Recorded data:
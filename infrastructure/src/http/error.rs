//! Backend error type shared by the REST clients.

use courier_domain::ToolError;
use thiserror::Error;

/// Error raised while talking to a backend system.
///
/// Never leaves a tool provider: providers convert it with
/// [`BackendError::into_tool_error`] and return it as text.
#[derive(Error, Debug, Clone, PartialEq, Eq)]
pub enum BackendError {
    #[error("Missing configuration: {0}")]
    MissingConfig(&'static str),

    #[error("Authentication failed (HTTP {status}): {message}")]
    Unauthorized { status: u16, message: String },

    #[error("Not found: {0}")]
    NotFound(String),

    #[error("HTTP {status}: {message}")]
    Status { status: u16, message: String },

    #[error("Request timed out: {0}")]
    Timeout(String),

    #[error("Request failed: {0}")]
    Transport(String),

    #[error("Unexpected response: {0}")]
    Decode(String),

    #[error("Cannot read {path}: {message}")]
    File { path: String, message: String },

    /// The backend answered, but the operation cannot be carried out
    #[error("{0}")]
    Rejected(String),
}

impl BackendError {
    pub fn code(&self) -> &'static str {
        match self {
            BackendError::MissingConfig(_) => "CONFIGURATION",
            BackendError::Unauthorized { .. } => "PERMISSION_DENIED",
            BackendError::NotFound(_) => "NOT_FOUND",
            BackendError::Timeout(_) => "TIMEOUT",
            BackendError::File { .. } => "INVALID_ARGUMENT",
            BackendError::Status { .. }
            | BackendError::Transport(_)
            | BackendError::Decode(_)
            | BackendError::Rejected(_) => "EXECUTION_FAILED",
        }
    }

    pub fn into_tool_error(self) -> ToolError {
        ToolError::new(self.code(), self.to_string())
    }
}

impl From<reqwest::Error> for BackendError {
    fn from(e: reqwest::Error) -> Self {
        if e.is_timeout() {
            BackendError::Timeout(e.to_string())
        } else if e.is_decode() {
            BackendError::Decode(e.to_string())
        } else {
            BackendError::Transport(e.to_string())
        }
    }
}

#[cfg(test)]
mod tests {
    use super::*;

    #[test]
    fn test_missing_config_text() {
        let err = BackendError::MissingConfig("JIRA_URL").into_tool_error();
        assert_eq!(err.code, "CONFIGURATION");
        assert_eq!(err.to_text(), "Error: Missing configuration: JIRA_URL");
    }

    #[test]
    fn test_codes() {
        assert_eq!(BackendError::NotFound("DEMO-9".into()).code(), "NOT_FOUND");
        assert_eq!(
            BackendError::Unauthorized {
                status: 401,
                message: "bad token".into()
            }
            .code(),
            "PERMISSION_DENIED"
        );
        assert_eq!(BackendError::Rejected("no".into()).code(), "EXECUTION_FAILED");
    }
}
//! Application layer for agent-courier
//!
//! This crate contains the coordinator and domain agent use cases, the port
//! definitions they depend on, and application configuration.
//! It depends only on the domain layer.

pub mod config;
pub mod ports;
pub mod use_cases;

// Re-export commonly used types
pub use config::ExecutionParams;
pub use ports::{
    conversation_logger::{ConversationEvent, ConversationLogger, NoConversationLogger},
    progress::{CoordinationProgress, NoProgress},
    routing_brain::{BrainError, RoutingBrain},
    tool_executor::ToolExecutorPort,
};
pub use use_cases::coordinate::{CoordinateError, CoordinateUseCase};
pub use use_cases::run_domain_agent::DomainAgentRunner;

■ **WHAT YOU SHOULD DO**
Copy every line in the entries above that has the string "layer" in it.

■ **TASK SOLUTION**
//! Application layer for agent-courier
//! It depends only on the domain layer.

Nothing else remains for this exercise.